Ryan rode home with me and we stopped at a Burger King to grab a late supper. I ordered my usual Whopper with cheese and he ordered his usual chicken tenders. We sat down at the table and I got back up to fill my drink. When I returned I saw that Ryan was praying. I figured he was offering his typical “fast” prayer over his “fast” food. As I stood there, though, not wanting to interrupt him, I noticed that the prayer seemed a touch more lengthy and intense than usual.
Once the prayer was finished, I took my seat across from Ryan and just had to ask, “What were you praying?” Yes, that was nosy of me, but, hey, that’s how parents roll. Before Ryan answered, he gave a little grin as if he had been caught doing something off limits. Then he said, “I thanked God for the game. I thanked Him for the food. And I asked Him to have you let me get some dessert.”
You’d understand that request better if you knew how passionate the boy is over his desserts. It’s an ongoing issue with us that every time we walk into a restaurant he has to do a second round of ordering so that he can enjoy dessert while the rest of us are still finishing up our meal. There have also been plenty of occasions where I gave him the canned speech, “Son, isn’t it enough that I’ve spent $20 in gas to come to this game and then spent another $10 or $15 for us to eat afterward? Do you have to have another $3 for dessert too?”
By the way, before you label me as a heartless, miserly Scrooge, let me say that I almost always give in and let him have dessert. I have to admit that as I watch him wolf down those sweets I’ve never seen anybody enjoy anything more! And, yes, he got his ice cream-brownie-thing at Burger King that night too. I couldn’t refuse him after he melted my heart with such a sweet, simple, childlike request, one that he wasn’t even going to let me in on if I hadn’t asked.
But here’s the thing, that night, as I sat there eating my Whopper, I couldn’t help but think how wonderful it would be if we Christians could master the childlike faith of a boy asking God to lead his daddy to let him buy a dessert. What was it Jesus said?
Assuredly, I say to you, unless you are converted and become as little children, you will by no means enter the kingdom of heaven. Therefore whoever humbles himself as this little child is the greatest in the kingdom of heaven.” (Matthew 18:3-4)
The pure, innocent, guileless faith of a child, how much of it do you have? I confess that the longer I walk with the Lord the less I have of it. Things just seem to keep getting more complicated and convoluted between me and the Lord. How I’d love to get back to that simplistic walk I once enjoyed with Him.

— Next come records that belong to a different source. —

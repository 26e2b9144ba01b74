//! External sort-based merge deduplicator.
//!
//! Compares a reference collection against a candidate collection without
//! holding either in memory:
//!
//! 1. **Tag & union**: every line is trimmed and suffixed with `\tf`
//!    (reference) or `\tw` (candidate) into one scratch file.
//! 2. **Total order**: the scratch file is sorted byte-wise by the injected
//!    [`TotalOrder`].
//! 3. **Merge scan**: a single pass with one held reference key writes
//!    reference-only keys to the difference output and keys present on both
//!    sides to the matched output (see [`MergeScan`]).
//!
//! Scratch files live in the scratch directory only for the duration of
//! [`Deduplicator::dedupe_files`] and are removed on every exit path.
//!
//! # Example
//!
//! ```rust,ignore
//! use triplecull::dedupe::Deduplicator;
//! use triplecull::sort::ExternalSort;
//!
//! let dedupe = Deduplicator::new(ExternalSort::new("/var/tmp"), "/var/tmp");
//! let report = dedupe.dedupe_files(&old_dump, &new_dump, &difference, &matched)?;
//! println!("{report}"); // "12 duplicates removed"
//! ```

mod merge;
mod tagging;

pub use merge::{MergeCounts, MergeScan, MergeState, merge_sorted};
pub use tagging::tag_collection;

use crate::Result;
use crate::io::{LineSink, create_sink, open_source, scratch_file};
use crate::models::Origin;
use crate::sort::{SortStats, TotalOrder};
use serde::Serialize;
use std::fmt;
use std::path::{Path, PathBuf};
use std::time::Instant;
use tracing::instrument;

/// Outcome of a dedupe run.
#[derive(Debug, Clone, Copy, Default, PartialEq, Eq, Serialize)]
pub struct DedupeReport {
    /// Reference lines read.
    pub reference_lines: u64,
    /// Candidate lines read.
    pub candidate_lines: u64,
    /// Keys written to the difference output.
    pub difference: u64,
    /// Keys written to the matched output.
    pub matched: u64,
    /// Reference keys collapsed by the containment rule.
    pub duplicates: u64,
    /// Sort stage counters.
    pub sort: SortStats,
}

impl fmt::Display for DedupeReport {
    fn fmt(&self, f: &mut fmt::Formatter<'_>) -> fmt::Result {
        write!(f, "{} duplicates removed", self.duplicates)
    }
}

/// Computes the difference and matched sets of two line collections.
#[derive(Debug, Clone)]
pub struct Deduplicator<S: TotalOrder> {
    sorter: S,
    scratch_dir: PathBuf,
}

impl<S: TotalOrder> Deduplicator<S> {
    /// Creates a deduplicator that sorts with `sorter` and keeps its scratch
    /// files in `scratch_dir`.
    pub fn new(sorter: S, scratch_dir: impl Into<PathBuf>) -> Self {
        Self {
            sorter,
            scratch_dir: scratch_dir.into(),
        }
    }

    /// Runs the three stages over two files.
    ///
    /// Both inputs are opened before anything is written. The outputs are
    /// created only once the sort has succeeded.
    ///
    /// # Errors
    ///
    /// - [`Error::SourceUnavailable`](crate::Error::SourceUnavailable) if either input cannot be opened or read.
    /// - [`Error::SinkWriteFailure`](crate::Error::SinkWriteFailure) if an output cannot be written.
    /// - [`Error::OperationFailed`](crate::Error::OperationFailed) if scratch files cannot be created.
    #[instrument(
        name = "triplecull.dedupe.run",
        skip_all,
        fields(reference = %reference.display(), candidate = %candidate.display())
    )]
    pub fn dedupe_files(
        &self,
        reference: &Path,
        candidate: &Path,
        difference: &Path,
        matched: &Path,
    ) -> Result<DedupeReport> {
        let start = Instant::now();
        let mut reference_input = open_source(reference)?;
        let mut candidate_input = open_source(candidate)?;

        let mut tagged = scratch_file(&self.scratch_dir, "triplecull-tagged-")?;
        let tagged_name = tagged.path().display().to_string();
        let (reference_lines, candidate_lines) = {
            let mut sink = LineSink::new(&mut tagged, tagged_name);
            let reference_lines =
                tag_collection(&mut reference_input, Origin::Reference, &mut sink)?;
            let candidate_lines =
                tag_collection(&mut candidate_input, Origin::Candidate, &mut sink)?;
            sink.finish()?;
            (reference_lines, candidate_lines)
        };
        tracing::info!(reference_lines, candidate_lines, "tagged inputs");

        let sorted = scratch_file(&self.scratch_dir, "triplecull-sorted-")?;
        let sort = self.sorter.sort(tagged.path(), sorted.path())?;
        drop(tagged);
        tracing::info!(
            lines = sort.lines,
            runs = sort.runs,
            merge_passes = sort.merge_passes,
            "sorted tagged union"
        );

        let mut sorted_input = open_source(sorted.path())?;
        let (counts, _, _) = merge_sorted(
            &mut sorted_input,
            create_sink(difference)?,
            create_sink(matched)?,
        )?;

        let report = DedupeReport {
            reference_lines,
            candidate_lines,
            difference: counts.difference,
            matched: counts.matched,
            duplicates: counts.duplicates,
            sort,
        };
        tracing::info!(
            difference = report.difference,
            matched = report.matched,
            duplicates = report.duplicates,
            elapsed_ms = u64::try_from(start.elapsed().as_millis()).unwrap_or(u64::MAX),
            "dedupe finished"
        );
        Ok(report)
    }
}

Perhaps it will be that the greater toll the aging process takes on me and the less self-sufficient I become, the more my childlike faith will return to me. That’s what I suspect will happen anyway. Let’s face it, when you just can’t do for yourself, somebody else has to do for you, right? This is a concept that we instinctively understand as children, but we unlearn it when we become adults. Unfortunately, that unlearning hurts us in regards to looking to God to meet our needs and expecting Him to grant our requests. Ryan’s little prayer the other night reminded me of all this. Now we’ll see if I can reclaim some of the childlike characteristics I have lost along the way.